Lines containing the word "with" are to be copied from the data below.

* * *

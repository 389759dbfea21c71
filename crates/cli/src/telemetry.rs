//! Sentry and tracing setup.

use bookshelf_client::ClientConfig;
use sentry::integrations::tracing as sentry_tracing;
use tracing_subscriber::{layer::SubscriberExt, util::SubscriberInitExt};

const DEFAULT_FILTER: &str = "bookshelf_client=info,bookshelf=info";
const VERBOSE_FILTER: &str = "bookshelf_client=debug,bookshelf=debug";

/// Initialize Sentry error tracking and return guard that must be kept alive.
pub fn init_sentry(config: &ClientConfig) -> Option<sentry::ClientInitGuard> {
    let dsn = config.sentry_dsn.as_ref()?;

    let guard = sentry::init((
        dsn.as_str(),
        sentry::ClientOptions {
            release: sentry::release_name!(),
            environment: config
                .sentry_environment
                .clone()
                .map(std::borrow::Cow::Owned),
            attach_stacktrace: true,
            ..Default::default()
        },
    ));

    tracing::debug!("Sentry initialized");
    Some(guard)
}

/// Filter tracing events to Sentry event types.
fn sentry_event_filter(metadata: &tracing::Metadata<'_>) -> sentry_tracing::EventFilter {
    match *metadata.level() {
        tracing::Level::ERROR => sentry_tracing::EventFilter::Event,
        tracing::Level::WARN | tracing::Level::INFO => sentry_tracing::EventFilter::Breadcrumb,
        _ => sentry_tracing::EventFilter::Ignore,
    }
}

/// Initialize tracing on stderr; stdout is reserved for page output.
///
/// `RUST_LOG` overrides the default filter.
pub fn init_tracing(verbose: bool) {
    let default = if verbose { VERBOSE_FILTER } else { DEFAULT_FILTER };
    let env_filter =
        tracing_subscriber::EnvFilter::try_from_default_env().unwrap_or_else(|_| default.into());

    tracing_subscriber::registry()
        .with(env_filter)
        .with(tracing_subscriber::fmt::layer().with_writer(std::io::stderr))
        .with(sentry_tracing::layer().event_filter(sentry_event_filter))
        .init();
}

* * *

* [Solution to this exercise]:
        .with(env_filter)
        .with(tracing_subscriber::fmt::layer().with_writer(std::io::stderr))
        .with(sentry_tracing::layer().event_filter(sentry_event_filter))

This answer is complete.